(Beginning of INPUT DATA)
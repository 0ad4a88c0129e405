//! payment.rs
//!
//! Двухфазный платёжный протокол поверх бэкенда:
//! 1.  **start**: создаёт ожидающий платёж и возвращает `paymentId` и сумму.
//!     Слой не идемпотентен: второй вызов создаёт вторую попытку на сервере,
//!     поэтому повторный `start`, пока первый ещё в полёте, отклоняется.
//! 2.  **confirm**: завершает платёж. При сбое ничего не откатывается и не
//!     повторяется - `paymentId` сохраняется для ручного повтора.

use std::sync::{Mutex, MutexGuard, PoisonError};
use tracing::{error, info, warn};
use uuid::Uuid;
use validator::Validate;

use crate::{
    api_client::BookingApi,
    discount::PaymentQuote,
    error::PaymentError,
    models::{
        PaymentConfirmRequest, PaymentId, PaymentItem, PaymentMethod, PaymentStartRequest,
        ReservationId,
    },
};

/// Платёж, созданный сервером и ждущий подтверждения.
#[derive(Debug, Clone, PartialEq, Eq)]
pub struct PendingPayment {
    pub payment_id: PaymentId,
    pub total_amount: u64,
}

/// Состояния протокола.
#[derive(Debug, Clone, PartialEq, Eq)]
pub enum HandshakeState {
    /// Ничего не запущено (или пользователь закрыл окно оплаты).
    Idle,
    /// `start` отправлен, ответа ещё нет.
    Starting,
    /// Платёж создан, ждём подтверждения пользователем.
    AwaitingConfirm(PendingPayment),
    /// `confirm` отправлен, ответа ещё нет.
    Confirming(PendingPayment),
    Completed(PendingPayment),
}

pub struct PaymentHandshake<A> {
    api: A,
    user_id: Uuid,
    reservation_id: ReservationId,
    payment_items: Vec<PaymentItem>,
    payment_method: PaymentMethod,
    /// Сумма, посчитанная клиентом; сервер остаётся источником истины.
    quoted_total: u64,
    state: Mutex<HandshakeState>,
}

impl<A: BookingApi> PaymentHandshake<A> {
    pub fn new(
        api: A,
        user_id: Uuid,
        reservation_id: ReservationId,
        quote: &PaymentQuote,
        payment_method: PaymentMethod,
    ) -> Self {
        Self {
            api,
            user_id,
            reservation_id,
            payment_items: quote.payment_items(),
            payment_method,
            quoted_total: quote.total_amount(),
            state: Mutex::new(HandshakeState::Idle),
        }
    }

    // Гард никогда не живёт через await.
    fn lock(&self) -> MutexGuard<'_, HandshakeState> {
        self.state.lock().unwrap_or_else(PoisonError::into_inner)
    }

    pub fn state(&self) -> HandshakeState {
        self.lock().clone()
    }

    pub fn reservation_id(&self) -> &ReservationId {
        &self.reservation_id
    }

    pub fn payment_items(&self) -> &[PaymentItem] {
        &self.payment_items
    }

    pub fn payment_method(&self) -> PaymentMethod {
        self.payment_method
    }

    /// Первая фаза. Пока предыдущий `start` не ответил, новый отклоняется.
    pub async fn start(&self) -> Result<PendingPayment, PaymentError> {
        let request = PaymentStartRequest {
            reservation_id: self.reservation_id.clone(),
            payment_items: self.payment_items.clone(),
            payment_method: self.payment_method,
            user_id: self.user_id,
        };
        request.validate()?;

        {
            let mut state = self.lock();
            match &*state {
                HandshakeState::Starting => {
                    warn!("Payment start for reservation {} is already in flight", self.reservation_id);
                    return Err(PaymentError::StartInFlight);
                }
                HandshakeState::Confirming(_) => return Err(PaymentError::ConfirmInFlight),
                HandshakeState::Completed(_) => return Err(PaymentError::AlreadyCompleted),
                HandshakeState::AwaitingConfirm(previous) => {
                    warn!("Abandoning pending payment {} and starting a new one", previous.payment_id);
                }
                HandshakeState::Idle => {}
            }
            *state = HandshakeState::Starting;
        }

        info!(
            "Payment start: reservation={} items={} quoted_total={}",
            self.reservation_id,
            self.payment_items.len(),
            self.quoted_total
        );

        match self.api.start_payment(&request).await {
            Ok(started) => {
                if started.total_amount != self.quoted_total {
                    warn!(
                        "Server total {} differs from quoted total {} for reservation {}",
                        started.total_amount, self.quoted_total, self.reservation_id
                    );
                }
                let pending = PendingPayment {
                    payment_id: started.payment_id,
                    total_amount: started.total_amount,
                };
                *self.lock() = HandshakeState::AwaitingConfirm(pending.clone());
                info!("Payment {} awaiting confirmation", pending.payment_id);
                Ok(pending)
            }
            Err(e) => {
                error!("Payment start failed for reservation {}: {}", self.reservation_id, e);
                *self.lock() = HandshakeState::Idle;
                Err(PaymentError::Start(e))
            }
        }
    }

    /// Вторая фаза. При сбое остаёмся в ожидании подтверждения с тем же платежом.
    pub async fn confirm(&self) -> Result<PendingPayment, PaymentError> {
        let pending = {
            let mut state = self.lock();
            let pending = match &*state {
                HandshakeState::AwaitingConfirm(p) => p.clone(),
                HandshakeState::Idle => return Err(PaymentError::NotStarted),
                HandshakeState::Starting => return Err(PaymentError::StartInFlight),
                HandshakeState::Confirming(_) => return Err(PaymentError::ConfirmInFlight),
                HandshakeState::Completed(_) => return Err(PaymentError::AlreadyCompleted),
            };
            *state = HandshakeState::Confirming(pending.clone());
            pending
        };

        let request = PaymentConfirmRequest {
            payment_id: pending.payment_id.clone(),
            user_id: self.user_id,
            reservation_id: self.reservation_id.clone(),
        };

        match self.api.confirm_payment(&request).await {
            Ok(()) => {
                info!("Payment {} completed", pending.payment_id);
                *self.lock() = HandshakeState::Completed(pending.clone());
                Ok(pending)
            }
            Err(e) => {
                error!("Payment confirm failed for {}: {}", pending.payment_id, e);
                *self.lock() = HandshakeState::AwaitingConfirm(pending);
                Err(PaymentError::Confirm(e))
            }
        }
    }

    /// Пользователь закрыл окно оплаты. Ожидающий платёж забывается.
    pub fn cancel(&self) -> bool {
        let mut state = self.lock();
        if let HandshakeState::AwaitingConfirm(pending) = &*state {
            info!("Payment {} cancelled by user", pending.payment_id);
            *state = HandshakeState::Idle;
            true
        } else {
            false
        }
    }
}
(End of INPUT DATA)
Examine the data above and state how many of its lines contain the word "PaymentHandshake", with no further remarks.

2